_INPUT MATERIAL_
*-*-*

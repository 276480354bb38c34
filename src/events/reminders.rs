//! Periodic reminder to managers about orders still waiting for a decision.

use std::{sync::Arc, time::Duration};

use sea_orm::{ColumnTrait, EntityTrait, PaginatorTrait, QueryFilter, QueryOrder, QuerySelect};
use tokio::{task::JoinHandle, time::MissedTickBehavior};
use tracing::{error, info};

use super::{publish, Event, EventSender};
use crate::{
    db::DbPool,
    entities::{
        order::{self, Entity as Order},
        user::{self, Entity as User},
        AccountStatus, OrderStatus, UserRole,
    },
    errors::ServiceError,
};

/// Order numbers listed in one reminder; the rest are summarised as a count.
pub const REMINDER_LISTED_ORDERS: u64 = 20;

/// Publishes one reminder per approved manager when any order is Pending.
/// Returns the number of reminders published.
pub async fn send_pending_order_reminders(
    db: &DbPool,
    sender: Option<&EventSender>,
) -> Result<usize, ServiceError> {
    let pending = Order::find().filter(order::Column::Status.eq(OrderStatus::Pending));

    let pending_orders = pending.clone().count(db).await?;
    if pending_orders == 0 {
        return Ok(0);
    }

    let order_numbers: Vec<String> = pending
        .select_only()
        .column(order::Column::OrderNumber)
        .order_by_asc(order::Column::CreatedAt)
        .limit(REMINDER_LISTED_ORDERS)
        .into_tuple()
        .all(db)
        .await?;

    let managers = User::find()
        .filter(user::Column::Role.eq(UserRole::Manager))
        .filter(user::Column::Status.eq(AccountStatus::Approved))
        .all(db)
        .await?;

    for manager in &managers {
        publish(
            sender,
            Event::PendingOrdersReminder {
                manager_email: manager.email.clone(),
                manager_name: manager.name.clone(),
                pending_orders,
                order_numbers: order_numbers.clone(),
            },
        );
    }

    info!(pending_orders, managers = managers.len(), "Sent pending order reminders");
    Ok(managers.len())
}

/// Spawns the reminder loop. The first reminder goes out one `every` after
/// start. Returns `None` when `every` is zero.
pub fn start_reminder_worker(
    db: Arc<DbPool>,
    sender: EventSender,
    every: Duration,
) -> Option<JoinHandle<()>> {
    if every.is_zero() {
        info!("Pending order reminders disabled");
        return None;
    }

    Some(tokio::spawn(async move {
        let mut ticker = tokio::time::interval_at(tokio::time::Instant::now() + every, every);
        ticker.set_missed_tick_behavior(MissedTickBehavior::Delay);
        loop {
            ticker.tick().await;
            if let Err(e) = send_pending_order_reminders(&db, Some(&sender)).await {
                error!(error = %e, "pending order reminder run failed");
            }
        }
    }))
}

*-*-*

_DIRECTIONS_
Please copy the lines above from the line with "if pending_orders == 0" up to and including the line with "let managers = User::find()", exactly as written and with nothing else.

_ANSWER TO THE EXERCISE_
    if pending_orders == 0 {
        return Ok(0);
    }

    let order_numbers: Vec<String> = pending
        .select_only()
        .column(order::Column::OrderNumber)
        .order_by_asc(order::Column::CreatedAt)
        .limit(REMINDER_LISTED_ORDERS)
        .into_tuple()
        .all(db)
        .await?;

    let managers = User::find()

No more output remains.